▶ WHAT IS EXPECTED: Return all of the material, keeping each line exactly as it is.

[MATERIAL PROVIDED Boundary: Start]

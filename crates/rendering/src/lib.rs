use bevy::prelude::*;

pub mod camera;
pub mod color_ramp;
pub mod drag;
pub mod heatmap;
pub mod markers;
pub mod surface;

pub struct RenderingPlugin;

impl Plugin for RenderingPlugin {
    fn build(&self, app: &mut App) {
        app.init_resource::<surface::SurfaceState>()
            .init_resource::<markers::MarkerVisibility>()
            .init_resource::<heatmap::HeatmapSettings>()
            .init_resource::<camera::CameraDrag>()
            .init_resource::<drag::DragState>()
            .add_systems(Startup, camera::setup_camera)
            .add_systems(
                Update,
                (
                    surface::sync_surface,
                    camera::fit_camera_to_plan,
                    camera::camera_pan_drag,
                    camera::camera_zoom,
                )
                    .chain(),
            )
            .add_systems(
                Update,
                (
                    markers::sync_tap_markers,
                    markers::spawn_placement_markers,
                    markers::retire_placement_markers,
                    markers::sync_strength_indicators,
                )
                    .after(surface::sync_surface),
            )
            .add_systems(
                Update,
                (
                    heatmap::sync_instant_overlay,
                    heatmap::sync_aggregate_overlay,
                )
                    .after(surface::sync_surface),
            )
            .add_systems(
                Update,
                (
                    drag::begin_marker_drag,
                    drag::update_marker_drag,
                    drag::end_marker_drag,
                )
                    .chain()
                    .run_if(in_state(floorplan::plan_mode::PlanMode::Edit)),
            )
            .add_systems(
                OnExit(floorplan::plan_mode::PlanMode::Edit),
                drag::clear_drag_state,
            );
    }
}
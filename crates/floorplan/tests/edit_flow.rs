//! Headless integration tests for the edit-session event flow.
//!
//! Drives a minimal Bevy `App` (no window, no renderer) through the
//! drag/save/outcome protocol and the mode-scoped exit guard.
//!
//! Run: cargo test -p floorplan --test edit_flow

use bevy::prelude::*;
use bevy::state::app::StatesPlugin;

use floorplan::coords::PlanPoint;
use floorplan::edit_session::{
    EditSession, ExitGuard, RevisionSaved, SaveOutcome, SaveRequested, TapDragEnd,
};
use floorplan::plan::{ActivePlan, Plan, PlanImage};
use floorplan::plan_mode::PlanMode;
use floorplan::taps::TapId;
use floorplan::FloorPlanPlugin;

fn test_app() -> App {
    let mut app = App::new();
    app.add_plugins(MinimalPlugins);
    app.add_plugins(StatesPlugin);
    app.add_plugins(FloorPlanPlugin);
    app
}

fn drain_batches(app: &mut App) -> Vec<RevisionSaved> {
    let events = app.world().resource::<Events<RevisionSaved>>();
    let mut cursor = events.get_cursor();
    cursor.read(events).cloned().collect()
}

#[test]
fn drag_save_success_resets_the_session() {
    let mut app = test_app();

    // One drag-end: NoChanges -> Dirty at revision 1.
    app.world_mut().send_event(TapDragEnd {
        tap: TapId(1),
        position: PlanPoint::new(100.0, 200.0),
    });
    app.update();

    {
        let session = app.world().resource::<EditSession>();
        assert!(session.is_dirty());
        assert_eq!(session.local_revision(), 1);
    }

    // Save forwards exactly one batch with the staged position.
    app.world_mut().send_event(SaveRequested);
    app.update();

    let batches = drain_batches(&mut app);
    assert_eq!(batches.len(), 1);
    assert_eq!(
        batches[0].positions.get(&TapId(1)),
        Some(&PlanPoint::new(100.0, 200.0))
    );

    // Collaborator reports success: back to NoChanges.
    app.world_mut().send_event(SaveOutcome { success: true });
    app.update();

    let session = app.world().resource::<EditSession>();
    assert!(!session.is_dirty());
    assert_eq!(session.local_revision(), 0);
}

#[test]
fn failed_save_preserves_dirty_state() {
    let mut app = test_app();

    app.world_mut().send_event(TapDragEnd {
        tap: TapId(3),
        position: PlanPoint::new(5.0, 6.0),
    });
    app.update();

    app.world_mut().send_event(SaveRequested);
    app.update();
    app.world_mut().send_event(SaveOutcome { success: false });
    app.update();

    // No optimistic merge: revision and pending map are unchanged.
    let session = app.world().resource::<EditSession>();
    assert!(session.is_dirty());
    assert_eq!(session.local_revision(), 1);
    assert_eq!(
        session.pending().get(&TapId(3)),
        Some(&PlanPoint::new(5.0, 6.0))
    );
}

#[test]
fn save_while_clean_forwards_nothing() {
    let mut app = test_app();

    app.world_mut().send_event(SaveRequested);
    app.update();

    assert!(drain_batches(&mut app).is_empty());
}

#[test]
fn placed_but_never_dragged_tap_is_absent_from_the_batch() {
    let mut app = test_app();

    // Tap 9 was placed at the plan center but never dragged, so no
    // drag-end was ever emitted for it. Tap 4 was dragged.
    app.world_mut().send_event(TapDragEnd {
        tap: TapId(4),
        position: PlanPoint::new(42.0, 24.0),
    });
    app.update();

    app.world_mut().send_event(SaveRequested);
    app.update();

    let batches = drain_batches(&mut app);
    assert_eq!(batches.len(), 1);
    assert!(batches[0].positions.contains_key(&TapId(4)));
    assert!(!batches[0].positions.contains_key(&TapId(9)));
}

#[test]
fn plan_reload_discards_staged_positions() {
    let mut app = test_app();

    app.world_mut().send_event(TapDragEnd {
        tap: TapId(1),
        position: PlanPoint::new(1.0, 1.0),
    });
    app.update();
    assert!(app.world().resource::<EditSession>().is_dirty());

    app.world_mut()
        .resource_mut::<ActivePlan>()
        .replace(Some(Plan {
            length_pixels: 640,
            width_pixels: 480,
            image: PlanImage {
                width: 640,
                height: 480,
                rgba: vec![255; 640 * 480 * 4],
            },
        }));
    app.update();

    let session = app.world().resource::<EditSession>();
    assert!(!session.is_dirty());
    assert!(session.pending().is_empty());
}

#[test]
fn exit_guard_lives_exactly_as_long_as_edit_mode() {
    let mut app = test_app();
    app.update();
    assert!(!app.world().contains_resource::<ExitGuard>());

    app.world_mut()
        .resource_mut::<NextState<PlanMode>>()
        .set(PlanMode::Edit);
    app.update();
    assert!(app.world().contains_resource::<ExitGuard>());

    app.world_mut()
        .resource_mut::<NextState<PlanMode>>()
        .set(PlanMode::View);
    app.update();
    assert!(!app.world().contains_resource::<ExitGuard>());
}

[MATERIAL PROVIDED Boundary: End]

▶ RESULT OF THIS EXERCISE:
filename crates/rendering/src/lib.rs
use bevy::prelude::*;

pub mod camera;
pub mod color_ramp;
pub mod drag;
pub mod heatmap;
pub mod markers;
pub mod surface;

pub struct RenderingPlugin;

impl Plugin for RenderingPlugin {
    fn build(&self, app: &mut App) {
        app.init_resource::<surface::SurfaceState>()
            .init_resource::<markers::MarkerVisibility>()
            .init_resource::<heatmap::HeatmapSettings>()
            .init_resource::<camera::CameraDrag>()
            .init_resource::<drag::DragState>()
            .add_systems(Startup, camera::setup_camera)
            .add_systems(
                Update,
                (
                    surface::sync_surface,
                    camera::fit_camera_to_plan,
                    camera::camera_pan_drag,
                    camera::camera_zoom,
                )
                    .chain(),
            )
            .add_systems(
                Update,
                (
                    markers::sync_tap_markers,
                    markers::spawn_placement_markers,
                    markers::retire_placement_markers,
                    markers::sync_strength_indicators,
                )
                    .after(surface::sync_surface),
            )
            .add_systems(
                Update,
                (
                    heatmap::sync_instant_overlay,
                    heatmap::sync_aggregate_overlay,
                )
                    .after(surface::sync_surface),
            )
            .add_systems(
                Update,
                (
                    drag::begin_marker_drag,
                    drag::update_marker_drag,
                    drag::end_marker_drag,
                )
                    .chain()
                    .run_if(in_state(floorplan::plan_mode::PlanMode::Edit)),
            )
            .add_systems(
                OnExit(floorplan::plan_mode::PlanMode::Edit),
                drag::clear_drag_state,
            );
    }
}
filename crates/floorplan/tests/edit_flow.rs
//! Headless integration tests for the edit-session event flow.
//!
//! Drives a minimal Bevy `App` (no window, no renderer) through the
//! drag/save/outcome protocol and the mode-scoped exit guard.
//!
//! Run: cargo test -p floorplan --test edit_flow

use bevy::prelude::*;
use bevy::state::app::StatesPlugin;

use floorplan::coords::PlanPoint;
use floorplan::edit_session::{
    EditSession, ExitGuard, RevisionSaved, SaveOutcome, SaveRequested, TapDragEnd,
};
use floorplan::plan::{ActivePlan, Plan, PlanImage};
use floorplan::plan_mode::PlanMode;
use floorplan::taps::TapId;
use floorplan::FloorPlanPlugin;

fn test_app() -> App {
    let mut app = App::new();
    app.add_plugins(MinimalPlugins);
    app.add_plugins(StatesPlugin);
    app.add_plugins(FloorPlanPlugin);
    app
}

fn drain_batches(app: &mut App) -> Vec<RevisionSaved> {
    let events = app.world().resource::<Events<RevisionSaved>>();
    let mut cursor = events.get_cursor();
    cursor.read(events).cloned().collect()
}

#[test]
fn drag_save_success_resets_the_session() {
    let mut app = test_app();

    // One drag-end: NoChanges -> Dirty at revision 1.
    app.world_mut().send_event(TapDragEnd {
        tap: TapId(1),
        position: PlanPoint::new(100.0, 200.0),
    });
    app.update();

    {
        let session = app.world().resource::<EditSession>();
        assert!(session.is_dirty());
        assert_eq!(session.local_revision(), 1);
    }

    // Save forwards exactly one batch with the staged position.
    app.world_mut().send_event(SaveRequested);
    app.update();

    let batches = drain_batches(&mut app);
    assert_eq!(batches.len(), 1);
    assert_eq!(
        batches[0].positions.get(&TapId(1)),
        Some(&PlanPoint::new(100.0, 200.0))
    );

    // Collaborator reports success: back to NoChanges.
    app.world_mut().send_event(SaveOutcome { success: true });
    app.update();

    let session = app.world().resource::<EditSession>();
    assert!(!session.is_dirty());
    assert_eq!(session.local_revision(), 0);
}

#[test]
fn failed_save_preserves_dirty_state() {
    let mut app = test_app();

    app.world_mut().send_event(TapDragEnd {
        tap: TapId(3),
        position: PlanPoint::new(5.0, 6.0),
    });
    app.update();

    app.world_mut().send_event(SaveRequested);
    app.update();
    app.world_mut().send_event(SaveOutcome { success: false });
    app.update();

    // No optimistic merge: revision and pending map are unchanged.
    let session = app.world().resource::<EditSession>();
    assert!(session.is_dirty());
    assert_eq!(session.local_revision(), 1);
    assert_eq!(
        session.pending().get(&TapId(3)),
        Some(&PlanPoint::new(5.0, 6.0))
    );
}

#[test]
fn save_while_clean_forwards_nothing() {
    let mut app = test_app();

    app.world_mut().send_event(SaveRequested);
    app.update();

    assert!(drain_batches(&mut app).is_empty());
}

#[test]
fn placed_but_never_dragged_tap_is_absent_from_the_batch() {
    let mut app = test_app();

    // Tap 9 was placed at the plan center but never dragged, so no
    // drag-end was ever emitted for it. Tap 4 was dragged.
    app.world_mut().send_event(TapDragEnd {
        tap: TapId(4),
        position: PlanPoint::new(42.0, 24.0),
    });
    app.update();

    app.world_mut().send_event(SaveRequested);
    app.update();

    let batches = drain_batches(&mut app);
    assert_eq!(batches.len(), 1);
    assert!(batches[0].positions.contains_key(&TapId(4)));
    assert!(!batches[0].positions.contains_key(&TapId(9)));
}

#[test]
fn plan_reload_discards_staged_positions() {
    let mut app = test_app();

    app.world_mut().send_event(TapDragEnd {
        tap: TapId(1),
        position: PlanPoint::new(1.0, 1.0),
    });
    app.update();
    assert!(app.world().resource::<EditSession>().is_dirty());

    app.world_mut()
        .resource_mut::<ActivePlan>()
        .replace(Some(Plan {
            length_pixels: 640,
            width_pixels: 480,
            image: PlanImage {
                width: 640,
                height: 480,
                rgba: vec![255; 640 * 480 * 4],
            },
        }));
    app.update();

    let session = app.world().resource::<EditSession>();
    assert!(!session.is_dirty());
    assert!(session.pending().is_empty());
}

#[test]
fn exit_guard_lives_exactly_as_long_as_edit_mode() {
    let mut app = test_app();
    app.update();
    assert!(!app.world().contains_resource::<ExitGuard>());

    app.world_mut()
        .resource_mut::<NextState<PlanMode>>()
        .set(PlanMode::Edit);
    app.update();
    assert!(app.world().contains_resource::<ExitGuard>());

    app.world_mut()
        .resource_mut::<NextState<PlanMode>>()
        .set(PlanMode::View);
    app.update();
    assert!(!app.world().contains_resource::<ExitGuard>());
}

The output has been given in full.